If there’s one thing humans can’t help but do, it’s piss in the ocean: According to a recent survey by Procter & Gamble (which makes Charmin toilet paper), 62 percent of people admit to it. The rest, we can only assume, are liars.
While this might sound like a human-made environmental catastrophe — or, at the very least, a surprise golden shower on unwitting halibut — it’s actually completely okay. As the American Chemical Society video below explains, human urine is more than 95 percent water, and its sodium and chloride content poses no threat at all to either seawater or the plants and animals that live in it. (Sodium and chloride, by the way, are the components that make up table salt.)

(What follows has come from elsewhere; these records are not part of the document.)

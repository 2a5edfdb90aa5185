use super::sample_report;
use crate::render_markdown;
use rules::RuleTable;

#[test]
fn guide_tables_cover_applied_and_skipped() {
    let md = render_markdown(&sample_report(false), &RuleTable::builtin());
    assert!(md.starts_with("# Remediation Report"));
    assert!(md.contains("| Total findings | 3 |"));
    assert!(md.contains("| `app.py` | 3 | B303 | Replace insecure hash |"));
    assert!(md.contains("| `app.py` | 9 | B999 | No fix pattern available |"));
    assert!(md.contains("## Backups"));
    assert!(md.contains("- `app.py.bak.20240601_120000`"));
}

#[test]
fn compliance_section_maps_controls_to_rules() {
    let md = render_markdown(&sample_report(false), &RuleTable::builtin());
    assert!(md.contains("### Compliance"));
    // B303 is registered with at least one control tag
    let rule = RuleTable::builtin().get("B303").unwrap();
    let tag = rule.compliance[0];
    assert!(md.contains(&format!("**{tag}**: B303")), "missing {tag} in:\n{md}");
}

#[test]
fn empty_run_renders_placeholders() {
    let mut report = sample_report(false);
    report.applied_fixes.clear();
    report.skipped_fixes.clear();
    report.backup_files.clear();
    let md = render_markdown(&report, &RuleTable::builtin());
    assert!(md.contains("No fixes were applied."));
    assert!(md.contains("Nothing was skipped."));
    assert!(!md.contains("## Backups"));
    assert!(!md.contains("### Compliance"));
}
//! Line-oriented text edits shared by the text-mode fix functions.
//!
//! All helpers treat line numbers as 1-based, the way scanners report
//! them, and fail with `invalid location` when a flagged line is out of
//! range.

use anyhow::{bail, Context};
use findings::Finding;
use regex::Regex;

fn line_count(lines: &[&str], content: &str) -> usize {
    // split('\n') yields one empty trailing element for a final newline
    if content.ends_with('\n') {
        lines.len() - 1
    } else {
        lines.len()
    }
}

/// Leading whitespace of a line.
pub(crate) fn indent_of(line: &str) -> &str {
    &line[..line.len() - line.trim_start().len()]
}

/// Applies `f` to the flagged line and reassembles the file.
pub(crate) fn edit_line(
    content: &str,
    line: Option<usize>,
    f: impl FnOnce(&str) -> anyhow::Result<String>,
) -> anyhow::Result<String> {
    let line = line.context("finding has no line number")?;
    let lines: Vec<&str> = content.split('\n').collect();
    if line == 0 || line > line_count(&lines, content) {
        bail!("invalid location");
    }
    let fixed = f(lines[line - 1])?;
    let mut out = String::with_capacity(content.len() + fixed.len());
    for (idx, l) in lines.iter().enumerate() {
        if idx > 0 {
            out.push('\n');
        }
        if idx == line - 1 {
            out.push_str(&fixed);
        } else {
            out.push_str(l);
        }
    }
    Ok(out)
}

/// Inserts one new line directly above the flagged line. `make` receives
/// the flagged line so the insertion can copy its indentation.
pub(crate) fn insert_above(
    content: &str,
    line: Option<usize>,
    make: impl FnOnce(&str) -> String,
) -> anyhow::Result<String> {
    let line = line.context("finding has no line number")?;
    let lines: Vec<&str> = content.split('\n').collect();
    if line == 0 || line > line_count(&lines, content) {
        bail!("invalid location");
    }
    let inserted = make(lines[line - 1]);
    let mut out = String::with_capacity(content.len() + inserted.len() + 1);
    for (idx, l) in lines.iter().enumerate() {
        if idx > 0 {
            out.push('\n');
        }
        if idx == line - 1 {
            out.push_str(&inserted);
            out.push('\n');
        }
        out.push_str(l);
    }
    Ok(out)
}

/// Extent of one Terraform block inside a file, 0-based line indices.
#[derive(Debug)]
pub(crate) struct TfBlock {
    pub open: usize,
    pub end: usize,
    pub body_indent: String,
}

/// Locates the block a finding points at: by the `type.name` resource
/// address when the finding carries one, falling back to the flagged
/// line. Brace counting ignores string context; these fixes are textual
/// substitution, same as the attribute edits built on top.
pub(crate) fn find_tf_block(content: &str, finding: &Finding) -> anyhow::Result<TfBlock> {
    let lines: Vec<&str> = content.split('\n').collect();
    let open = match finding
        .resource
        .as_deref()
        .and_then(|addr| find_resource_line(&lines, addr))
    {
        Some(idx) => idx,
        None => {
            let line = finding
                .line
                .context("finding has neither resource nor line")?;
            if line == 0 || line > line_count(&lines, content) {
                bail!("invalid location");
            }
            if !lines[line - 1].contains('{') {
                bail!("resource block not found");
            }
            line - 1
        }
    };
    let mut depth = 0i64;
    for (idx, l) in lines.iter().enumerate().skip(open) {
        depth += l.matches('{').count() as i64;
        depth -= l.matches('}').count() as i64;
        if depth <= 0 {
            let indent = indent_of(lines[open]);
            return Ok(TfBlock {
                open,
                end: idx,
                body_indent: format!("{indent}  "),
            });
        }
    }
    bail!("resource block not closed");
}

fn find_resource_line(lines: &[&str], address: &str) -> Option<usize> {
    // `module.app.aws_s3_bucket.data` and `aws_s3_bucket.data` both name
    // the same declaration; the last two segments are type and name.
    let mut parts = address.rsplit('.');
    let name = parts.next()?;
    let rtype = parts.next()?;
    let header = Regex::new(&format!(
        r#"^\s*(?:resource|data)\s+"{}"\s+"{}"\s*\{{"#,
        regex::escape(rtype),
        regex::escape(name)
    ))
    .expect("valid resource header regex");
    lines.iter().position(|l| header.is_match(l))
}

/// Inserts `snippet` lines just under the block's opening brace, indented
/// one level in, unless `guard` already appears inside the block.
pub(crate) fn insert_into_tf_block(
    content: &str,
    finding: &Finding,
    snippet: &[&str],
    guard: &str,
) -> anyhow::Result<String> {
    let block = find_tf_block(content, finding)?;
    let lines: Vec<&str> = content.split('\n').collect();
    if lines[block.open..=block.end]
        .iter()
        .any(|l| l.contains(guard))
    {
        return Ok(content.to_string());
    }
    let mut out = String::with_capacity(content.len() + 64);
    for (idx, l) in lines.iter().enumerate() {
        if idx > 0 {
            out.push('\n');
        }
        out.push_str(l);
        if idx == block.open {
            for s in snippet {
                out.push('\n');
                if !s.is_empty() {
                    out.push_str(&block.body_indent);
                    out.push_str(s);
                }
            }
        }
    }
    Ok(out)
}

/// Sets `key = value` inside the block: rewrites the attribute's line
/// when it is already declared, inserts it under the opening brace
/// otherwise. Rewriting to the value already present returns the content
/// unchanged.
pub(crate) fn set_tf_attribute(
    content: &str,
    finding: &Finding,
    key: &str,
    value: &str,
) -> anyhow::Result<String> {
    let block = find_tf_block(content, finding)?;
    let lines: Vec<&str> = content.split('\n').collect();
    let attr = Regex::new(&format!(r"^(\s*){}\s*=", regex::escape(key)))
        .expect("valid attribute regex");
    for idx in block.open + 1..block.end {
        if let Some(caps) = attr.captures(lines[idx]) {
            let indent = caps.get(1).map(|m| m.as_str()).unwrap_or("");
            let replacement = format!("{indent}{key} = {value}");
            if lines[idx] == replacement {
                return Ok(content.to_string());
            }
            let mut out: Vec<String> = lines.iter().map(|s| s.to_string()).collect();
            out[idx] = replacement;
            return Ok(out.join("\n"));
        }
    }
    let mut out = String::with_capacity(content.len() + key.len() + value.len() + 8);
    for (idx, l) in lines.iter().enumerate() {
        if idx > 0 {
            out.push('\n');
        }
        out.push_str(l);
        if idx == block.open {
            out.push('\n');
            out.push_str(&block.body_indent);
            out.push_str(key);
            out.push_str(" = ");
            out.push_str(value);
        }
    }
    Ok(out)
}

Think about it like this: The animals that inhabit the ocean also piss in it, much more frequently and, in many cases, in much larger quantities than we do. According to a study published in the Canadian Journal of Zoology, sei whales produce about 166 gallons of urine per day, while fin whales produce about 257 gallons. Compared to those numbers, the amount of pee we humans leave in the ocean barely adds up to a dribble.
Also consider this fact put forth by Stuart Jones, biochemist in the department of clinical biochemistry at King George Hospital. He claims that even if everybody in the world were to urinate in the Atlantic Ocean all at the same time, the ratio of urea (the predominant waste product found in urine) to ocean would be 60 parts per trillion. “Urine is harmless stuff in the first place and is diluted to the point of insignificance within minutes,” Jones told science writer Lauren Wolf in 2013. “There are far more harmful things in the ocean to worry about.” (This, of course, assumes that we’re dealing with fresh pee — which is sterile — and not the dumped contents of a bacteria-filled sewage plant.)
We feel obligated to mention that this notion does not also apply to pools. According to a study published in Environmental Science and Technology, uric acid — which is found in human urine — combines with chlorine (the disinfectant found in most pools) to create two irritating compounds: Cyanogen chloride and trichloramine. Evidence shows that both compounds can contribute to respiratory problems and skin irritation in pool-goers.
So the moral of the story is simple: If you’re in the sea, let out that pee. If you’re in the pool… Damn, what the hell man, there’s a bathroom right over there!